Türkiye’deki doğal taş sektörünün son 60 yılına çok önemli katkılarda bulunarak tanıklık eden ve sektörün endüstrileşmesiyle ilgili tüm süreci yakından izleyen Prof.Dr Erdoğan Yüzer’in meslek yaşamı ilklerle dolu. İstanbul Teknik Üniversitesi’nde Türkiye’nin ilk Kaya Mekaniği Laboratuvarı’nın kurucusu olan, 1990’lı yıllarda DPT desteğiyle İTÜ Maden Fakültesi’ndeki ekibiyle birlikte Türkiye’nin ilk doğal taş envanteri çıkaran içerisinde yer alan, “mermer” yerine “doğal taş” deyiminin gittikçe artan bir yaygınlıkta benimsenmesinde önemli katkıları bulunan, 39 ülkenin temsilcilerinin katıldığı Türkiye’nin doğal taşla ilgili ilk uluslararası sempozyumunu yine İTÜ’de düzenleyen Prof.Dr Erdoğan Yüzer ile doğal taş sektörüne adadığı meslek yaşamının önemli dönüm noktalarını, sektörün dünü ve bügünü ile ilgili yorumlarını ve Anadolu’nun doğal taş zenginliklerini yurt dışında tanıtmak amacıyla farklı meslektaşlarıyla birlikte halihazırda üzerinde çalıştığı son kitabı hakkında konuştuk.

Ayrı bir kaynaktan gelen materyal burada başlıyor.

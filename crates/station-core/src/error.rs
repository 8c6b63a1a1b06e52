//! Error types for element construction and configuration.
//!
//! Commands issued against a [`Scene`](crate::Scene) never fail: bad targets and
//! degenerate geometry degrade to no-ops. These errors only surface where input
//! is parsed or validated before it reaches the scene.

use thiserror::Error;

/// Errors raised while building or patching elements.
#[derive(Debug, Error, Clone, PartialEq)]
pub enum ElementError {
    #[error("Invalid color: {0:?}")]
    InvalidColor(String),
    #[error("Point list must hold an even number of coordinates, at least 4 (got {0})")]
    InvalidPoints(usize),
    #[error("Unsupported image source: {0}")]
    UnsupportedImage(String),
}

/// Result type for element construction.
pub type ElementResult<T> = Result<T, ElementError>;

/// Errors raised while loading editor configuration.
#[derive(Debug, Error)]
pub enum ConfigError {
    #[error("IO error: {0}")]
    Io(#[from] std::io::Error),
    #[error("Parse error: {0}")]
    Parse(#[from] serde_json::Error),
    #[error("Invalid configuration: {0}")]
    Invalid(String),
}

/// Result type for configuration loading.
pub type ConfigResult<T> = Result<T, ConfigError>;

Bir yerbilimci olarak özellikle doğal taşlara olan ilginiz nasıl başladı?
Erdoğan Yüzer: 1959 yılında İstanbul Üniversitesi Fen Fakültesi Jeofizik Jeoloji Bölümü’nden mezun oldum. 1959-1960 da İTÜ Hidrojeoloji Enstitüsü’nde Yüksek Lisans öğrenimimi tamamladım ve Türkiye’nin ilk hidrojeologlarından birisi olarak diplomamı aldım. Bu arada rahmetli hocam Prof. Dr. Kemal Erguvanlı ile tanıştım. Kendisiyle 30 yıl boyunca geceli-gündüzlü birlikte çalıştım. 1989 yılında hocamı kaybedince, onun bıraktığı ilkelere ve doğal taş sevgisine bağlı kalarak bugüne kadar geldim. Kısacası, doğal taş sevgimi Türkiye’nin ilk mermer ve inşaat taşları yazarı hocama borçluyum. 2004 yılında emekli oldum ancak henüz yorulmadım. Deyim yerindeyse “elimdeki eleği daha duvara asmadım”. Bu nedenle yorulana kadar çalışmaya elimden geldiğince gayret ediyorum.

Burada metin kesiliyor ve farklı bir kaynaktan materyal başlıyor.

//! Editor configuration.

use std::path::Path;

use kurbo::{Size, Vec2};
use serde::{Deserialize, Serialize};

use crate::clipboard::DEFAULT_PASTE_OFFSET;
use crate::element::ImageElement;
use crate::error::{ConfigError, ConfigResult};
use crate::snap::{DEFAULT_GRID_SIZE, GridConfig};
use crate::viewport::{DEFAULT_MAX_ZOOM, DEFAULT_MIN_ZOOM, DEFAULT_ZOOM_STEP, Viewport};

/// A named canvas size.
#[derive(Debug, Clone, PartialEq, Serialize, Deserialize)]
pub struct CanvasPreset {
    pub name: String,
    pub width: f64,
    pub height: f64,
}

impl CanvasPreset {
    pub fn new(name: impl Into<String>, width: f64, height: f64) -> Self {
        Self {
            name: name.into(),
            width,
            height,
        }
    }

    pub fn size(&self) -> Size {
        Size::new(self.width, self.height)
    }
}

/// Social-media sizes offered out of the box. The first one is the default.
pub fn builtin_presets() -> Vec<CanvasPreset> {
    vec![
        CanvasPreset::new("Instagram Post", 1080.0, 1080.0),
        CanvasPreset::new("Instagram Story", 1080.0, 1920.0),
        CanvasPreset::new("Twitter Post", 1200.0, 675.0),
        CanvasPreset::new("LinkedIn Post", 1200.0, 627.0),
        CanvasPreset::new("Facebook Cover", 820.0, 312.0),
        CanvasPreset::new("YouTube Thumbnail", 1280.0, 720.0),
        CanvasPreset::new("Newsletter Header", 600.0, 200.0),
    ]
}

/// Tunables for a [`Scene`](crate::Scene).
#[derive(Debug, Clone, PartialEq, Serialize, Deserialize)]
#[serde(default)]
pub struct EditorConfig {
    pub grid_size: f64,
    pub grid_enabled: bool,
    pub snap_enabled: bool,
    pub paste_offset: Vec2,
    /// Maximum undo snapshots. Unbounded when absent.
    pub history_limit: Option<usize>,
    pub min_zoom: f64,
    pub max_zoom: f64,
    pub zoom_step: f64,
    pub default_preset: String,
    pub presets: Vec<CanvasPreset>,
    /// Size given to images whose natural size could not be read.
    pub image_placeholder: Size,
    /// New images are scaled down so neither side exceeds this.
    pub max_image_side: f64,
}

impl Default for EditorConfig {
    fn default() -> Self {
        Self {
            grid_size: DEFAULT_GRID_SIZE,
            grid_enabled: false,
            snap_enabled: false,
            paste_offset: DEFAULT_PASTE_OFFSET,
            history_limit: None,
            min_zoom: DEFAULT_MIN_ZOOM,
            max_zoom: DEFAULT_MAX_ZOOM,
            zoom_step: DEFAULT_ZOOM_STEP,
            default_preset: "Instagram Post".to_string(),
            presets: builtin_presets(),
            image_placeholder: Size::new(
                ImageElement::PLACEHOLDER_SIZE,
                ImageElement::PLACEHOLDER_SIZE,
            ),
            max_image_side: ImageElement::MAX_SIDE,
        }
    }
}

impl EditorConfig {
    /// Parse and validate a JSON document. Missing keys take defaults.
    pub fn from_json(json: &str) -> ConfigResult<Self> {
        let config: Self = serde_json::from_str(json)?;
        config.validate()?;
        Ok(config)
    }

    pub fn from_file(path: impl AsRef<Path>) -> ConfigResult<Self> {
        let path = path.as_ref();
        let json = std::fs::read_to_string(path)?;
        let config = Self::from_json(&json)?;
        log::info!("loaded editor config from {}", path.display());
        Ok(config)
    }

    pub fn validate(&self) -> ConfigResult<()> {
        if !(self.grid_size.is_finite() && self.grid_size > 0.0) {
            return Err(ConfigError::Invalid(format!(
                "grid_size must be positive, got {}",
                self.grid_size
            )));
        }
        if self.history_limit == Some(0) {
            return Err(ConfigError::Invalid("history_limit must be at least 1".into()));
        }
        if !(self.min_zoom > 0.0 && self.min_zoom <= self.max_zoom) {
            return Err(ConfigError::Invalid(format!(
                "zoom bounds inverted or non-positive: {}..{}",
                self.min_zoom, self.max_zoom
            )));
        }
        if !(self.zoom_step > 0.0) {
            return Err(ConfigError::Invalid("zoom_step must be positive".into()));
        }
        if self.presets.iter().any(|p| !(p.width > 0.0 && p.height > 0.0)) {
            return Err(ConfigError::Invalid("preset sizes must be positive".into()));
        }
        if self.preset(&self.default_preset).is_none() {
            return Err(ConfigError::Invalid(format!(
                "default preset {:?} is not in the preset table",
                self.default_preset
            )));
        }
        Ok(())
    }

    pub fn preset(&self, name: &str) -> Option<&CanvasPreset> {
        self.presets.iter().find(|p| p.name == name)
    }

    pub fn grid(&self) -> GridConfig {
        GridConfig {
            enabled: self.grid_enabled,
            snap: self.snap_enabled,
            size: self.grid_size,
        }
    }

    pub fn viewport(&self) -> Viewport {
        Viewport::new(self.min_zoom, self.max_zoom, self.zoom_step)
    }

    /// Size of the default preset.
    pub fn canvas_size(&self) -> Size {
        self.preset(&self.default_preset)
            .map(CanvasPreset::size)
            .unwrap_or_else(|| Size::new(1080.0, 1080.0))
    }
}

İTÜ’de yüksek lisans ve doktoranızı tamamladıktan sonra ABD’ye giderek “Kaya Mekaniği” konusunda eğitim aldınız. Bu eğitim Türkiye’ye döndükten sonra size ne tür avantajlar sağladı?
EY: Öncelikle doktora sürecimden bahsedeyim, çünkü benim için son derece önemli. Prof. Dr. Kemal Erguvanlı’nın yönetiminde, Güneydoğu Anadolu’da Diyarbakır ve Siirt illeri arasındaki tarihi Malabadi Köprüsü’nün olduğu alanda Batman Çayı üzerinde yapılması planlanan baraj yeri ve göl alanının mühendislik jeolojisi sorunlarının araştırılmasında 4 yaz boyunca çalıştım. Halen inşaatı süren Silvan Barajı doktora sahamdadır. Bugünkü değerlendirmelerime göre ülkemizin bu yöresinde geçirdiğim yıllarda benzersiz bir deneyime ulaştım. Bu döneme yaşamımın mesleki ve sosyal açıdan “pişme dönemi” diyebilirim. Pişme dönemi tanımlamamı biraz açıklamak istiyorum; öncelikle yöre ikliminin zaman zaman 45-50°C’ye varan sıcaklığında kavruldum. Daha da önemlisi 1960’ların Türkiye güneydoğusunun sosyal yaşam koşullarını, sorunlarını yakından izledim. Böylelikle günümüzde ülkemizin nereden nereye geldiğini daha iyi anlıyor ve değerlendirebiliyorum.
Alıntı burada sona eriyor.